_AVAILABLE RECORDS_:
__________________________________________________

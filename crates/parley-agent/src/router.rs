// SPDX-FileCopyrightText: 2026 Parley Contributors
// SPDX-License-Identifier: MIT OR Apache-2.0

//! Classifies inbound text into intents.

use parley_config::model::TriggerConfig;
use parley_core::types::UserId;

/// A slash command with its parsed arguments.
#[derive(Debug, Clone, PartialEq, Eq)]
pub enum Command {
    Start,
    Help,
    Profile,
    NewDialog,
    Mode,
    Retry,
    Balance,
    Buy,
    Reset(UserId),
    Add(UserId, i64),
    Delete(UserId),
    Users,
    Broadcast(String),
    Refill,
    /// A command that is unknown or whose arguments did not parse.
    Invalid(String),
}

impl Command {
    /// Admin commands require a privileged account.
    pub fn is_admin(&self) -> bool {
        matches!(
            self,
            Self::Reset(_)
                | Self::Add(..)
                | Self::Delete(_)
                | Self::Users
                | Self::Broadcast(_)
                | Self::Refill
        )
    }

    fn parse(text: &str) -> Option<Self> {
        let body = text.strip_prefix('/')?;
        let (head, args) = body
            .split_once(char::is_whitespace)
            .map_or((body, ""), |(h, a)| (h, a.trim()));
        // "/new@parley_bot" in groups.
        let name = head.split('@').next().unwrap_or(head).to_lowercase();
        let mut words = args.split_whitespace();
        let user = |w: Option<&str>| w.and_then(|w| w.parse::<i64>().ok()).map(UserId);

        let command = match name.as_str() {
            "start" => Self::Start,
            "help" => Self::Help,
            "profile" => Self::Profile,
            "new" => Self::NewDialog,
            "mode" => Self::Mode,
            "retry" => Self::Retry,
            "balance" => Self::Balance,
            "buy" => Self::Buy,
            "reset" => match user(words.next()) {
                Some(id) => Self::Reset(id),
                None => Self::Invalid("usage: /reset <user_id>".into()),
            },
            "add" => match (user(words.next()), words.next().and_then(|w| w.parse().ok())) {
                (Some(id), Some(amount)) => Self::Add(id, amount),
                _ => Self::Invalid("usage: /add <user_id> <amount>".into()),
            },
            "delete" => match user(words.next()) {
                Some(id) => Self::Delete(id),
                None => Self::Invalid("usage: /delete <user_id>".into()),
            },
            "users" => Self::Users,
            "broadcast" if !args.is_empty() => Self::Broadcast(args.to_string()),
            "broadcast" => Self::Invalid("usage: /broadcast <text>".into()),
            "refill" => Self::Refill,
            _ => Self::Invalid(String::new()),
        };
        Some(command)
    }
}

/// What an inbound text asks for.
#[derive(Debug, Clone, PartialEq, Eq)]
pub enum Intent {
    Command(Command),
    Image(String),
    Speak(String),
    Chat(String),
}

/// Strips a case-insensitive trigger word from the start of `text`.
fn strip_trigger<'a>(text: &'a str, trigger: &str) -> Option<&'a str> {
    if trigger.is_empty() {
        return None;
    }
    let prefix_len = text
        .char_indices()
        .nth(trigger.chars().count())
        .map_or(text.len(), |(idx, _)| idx);
    let (head, rest) = text.split_at(prefix_len);
    (head.to_lowercase() == trigger.to_lowercase()).then(|| rest.trim())
}

/// Routes text using the configured trigger words.
#[derive(Debug, Clone)]
pub struct IntentRouter {
    triggers: TriggerConfig,
}

impl IntentRouter {
    pub fn new(triggers: TriggerConfig) -> Self {
        Self { triggers }
    }

    pub fn classify(&self, text: &str) -> Intent {
        let text = text.trim();
        if let Some(command) = Command::parse(text) {
            return Intent::Command(command);
        }
        if let Some(prompt) = strip_trigger(text, &self.triggers.image_prefix) {
            return Intent::Image(prompt.to_string());
        }
        if let Some(prompt) = strip_trigger(text, &self.triggers.speak_prefix) {
            return Intent::Speak(prompt.to_string());
        }
        Intent::Chat(text.to_string())
    }
}

#[cfg(test)]
mod tests {
    use super::*;

    fn router() -> IntentRouter {
        IntentRouter::new(TriggerConfig::default())
    }

    #[test]
    fn plain_text_is_chat() {
        assert_eq!(router().classify(" hello "), Intent::Chat("hello".into()));
    }

    #[test]
    fn commands_ignore_bot_suffix_and_case() {
        assert_eq!(
            router().classify("/New@parley_bot"),
            Intent::Command(Command::NewDialog)
        );
        assert_eq!(router().classify("/retry"), Intent::Command(Command::Retry));
    }

    #[test]
    fn admin_commands_parse_arguments() {
        assert_eq!(
            router().classify("/add 42 1500"),
            Intent::Command(Command::Add(UserId(42), 1500))
        );
        assert_eq!(
            router().classify("/broadcast  maintenance at 9 "),
            Intent::Command(Command::Broadcast("maintenance at 9".into()))
        );
        assert!(matches!(
            router().classify("/reset abc"),
            Intent::Command(Command::Invalid(_))
        ));
        assert!(Command::Refill.is_admin());
        assert!(!Command::Balance.is_admin());
    }

    #[test]
    fn unknown_command_is_invalid() {
        assert_eq!(
            router().classify("/dance"),
            Intent::Command(Command::Invalid(String::new()))
        );
    }

    #[test]
    fn trigger_words_are_case_insensitive() {
        assert_eq!(
            router().classify("нарисуй кота в шляпе"),
            Intent::Image("кота в шляпе".into())
        );
        assert_eq!(
            router().classify("Расскажи сказку"),
            Intent::Speak("сказку".into())
        );
    }

    #[test]
    fn trigger_word_in_the_middle_is_chat() {
        assert_eq!(
            router().classify("Please Нарисуй"),
            Intent::Chat("Please Нарисуй".into())
        );
    }
}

__________________________________________________

_WORK REQUEST_: Copy down the material above exactly as it is.

_TASK OUTPUT_:
filename crates/parley-agent/src/router.rs
// SPDX-FileCopyrightText: 2026 Parley Contributors
// SPDX-License-Identifier: MIT OR Apache-2.0

//! Classifies inbound text into intents.

use parley_config::model::TriggerConfig;
use parley_core::types::UserId;

/// A slash command with its parsed arguments.
#[derive(Debug, Clone, PartialEq, Eq)]
pub enum Command {
    Start,
    Help,
    Profile,
    NewDialog,
    Mode,
    Retry,
    Balance,
    Buy,
    Reset(UserId),
    Add(UserId, i64),
    Delete(UserId),
    Users,
    Broadcast(String),
    Refill,
    /// A command that is unknown or whose arguments did not parse.
    Invalid(String),
}

impl Command {
    /// Admin commands require a privileged account.
    pub fn is_admin(&self) -> bool {
        matches!(
            self,
            Self::Reset(_)
                | Self::Add(..)
                | Self::Delete(_)
                | Self::Users
                | Self::Broadcast(_)
                | Self::Refill
        )
    }

    fn parse(text: &str) -> Option<Self> {
        let body = text.strip_prefix('/')?;
        let (head, args) = body
            .split_once(char::is_whitespace)
            .map_or((body, ""), |(h, a)| (h, a.trim()));
        // "/new@parley_bot" in groups.
        let name = head.split('@').next().unwrap_or(head).to_lowercase();
        let mut words = args.split_whitespace();
        let user = |w: Option<&str>| w.and_then(|w| w.parse::<i64>().ok()).map(UserId);

        let command = match name.as_str() {
            "start" => Self::Start,
            "help" => Self::Help,
            "profile" => Self::Profile,
            "new" => Self::NewDialog,
            "mode" => Self::Mode,
            "retry" => Self::Retry,
            "balance" => Self::Balance,
            "buy" => Self::Buy,
            "reset" => match user(words.next()) {
                Some(id) => Self::Reset(id),
                None => Self::Invalid("usage: /reset <user_id>".into()),
            },
            "add" => match (user(words.next()), words.next().and_then(|w| w.parse().ok())) {
                (Some(id), Some(amount)) => Self::Add(id, amount),
                _ => Self::Invalid("usage: /add <user_id> <amount>".into()),
            },
            "delete" => match user(words.next()) {
                Some(id) => Self::Delete(id),
                None => Self::Invalid("usage: /delete <user_id>".into()),
            },
            "users" => Self::Users,
            "broadcast" if !args.is_empty() => Self::Broadcast(args.to_string()),
            "broadcast" => Self::Invalid("usage: /broadcast <text>".into()),
            "refill" => Self::Refill,
            _ => Self::Invalid(String::new()),
        };
        Some(command)
    }
}

/// What an inbound text asks for.
#[derive(Debug, Clone, PartialEq, Eq)]
pub enum Intent {
    Command(Command),
    Image(String),
    Speak(String),
    Chat(String),
}

/// Strips a case-insensitive trigger word from the start of `text`.
fn strip_trigger<'a>(text: &'a str, trigger: &str) -> Option<&'a str> {
    if trigger.is_empty() {
        return None;
    }
    let prefix_len = text
        .char_indices()
        .nth(trigger.chars().count())
        .map_or(text.len(), |(idx, _)| idx);
    let (head, rest) = text.split_at(prefix_len);
    (head.to_lowercase() == trigger.to_lowercase()).then(|| rest.trim())
}

/// Routes text using the configured trigger words.
#[derive(Debug, Clone)]
pub struct IntentRouter {
    triggers: TriggerConfig,
}

impl IntentRouter {
    pub fn new(triggers: TriggerConfig) -> Self {
        Self { triggers }
    }

    pub fn classify(&self, text: &str) -> Intent {
        let text = text.trim();
        if let Some(command) = Command::parse(text) {
            return Intent::Command(command);
        }
        if let Some(prompt) = strip_trigger(text, &self.triggers.image_prefix) {
            return Intent::Image(prompt.to_string());
        }
        if let Some(prompt) = strip_trigger(text, &self.triggers.speak_prefix) {
            return Intent::Speak(prompt.to_string());
        }
        Intent::Chat(text.to_string())
    }
}

#[cfg(test)]
mod tests {
    use super::*;

    fn router() -> IntentRouter {
        IntentRouter::new(TriggerConfig::default())
    }

    #[test]
    fn plain_text_is_chat() {
        assert_eq!(router().classify(" hello "), Intent::Chat("hello".into()));
    }

    #[test]
    fn commands_ignore_bot_suffix_and_case() {
        assert_eq!(
            router().classify("/New@parley_bot"),
            Intent::Command(Command::NewDialog)
        );
        assert_eq!(router().classify("/retry"), Intent::Command(Command::Retry));
    }

    #[test]
    fn admin_commands_parse_arguments() {
        assert_eq!(
            router().classify("/add 42 1500"),
            Intent::Command(Command::Add(UserId(42), 1500))
        );
        assert_eq!(
            router().classify("/broadcast  maintenance at 9 "),
            Intent::Command(Command::Broadcast("maintenance at 9".into()))
        );
        assert!(matches!(
            router().classify("/reset abc"),
            Intent::Command(Command::Invalid(_))
        ));
        assert!(Command::Refill.is_admin());
        assert!(!Command::Balance.is_admin());
    }

    #[test]
    fn unknown_command_is_invalid() {
        assert_eq!(
            router().classify("/dance"),
            Intent::Command(Command::Invalid(String::new()))
        );
    }

    #[test]
    fn trigger_words_are_case_insensitive() {
        assert_eq!(
            router().classify("нарисуй кота в шляпе"),
            Intent::Image("кота в шляпе".into())
        );
        assert_eq!(
            router().classify("Расскажи сказку"),
            Intent::Speak("сказку".into())
        );
    }

    #[test]
    fn trigger_word_in_the_middle_is_chat() {
        assert_eq!(
            router().classify("Please Нарисуй"),
            Intent::Chat("Please Нарисуй".into())
        );
    }
}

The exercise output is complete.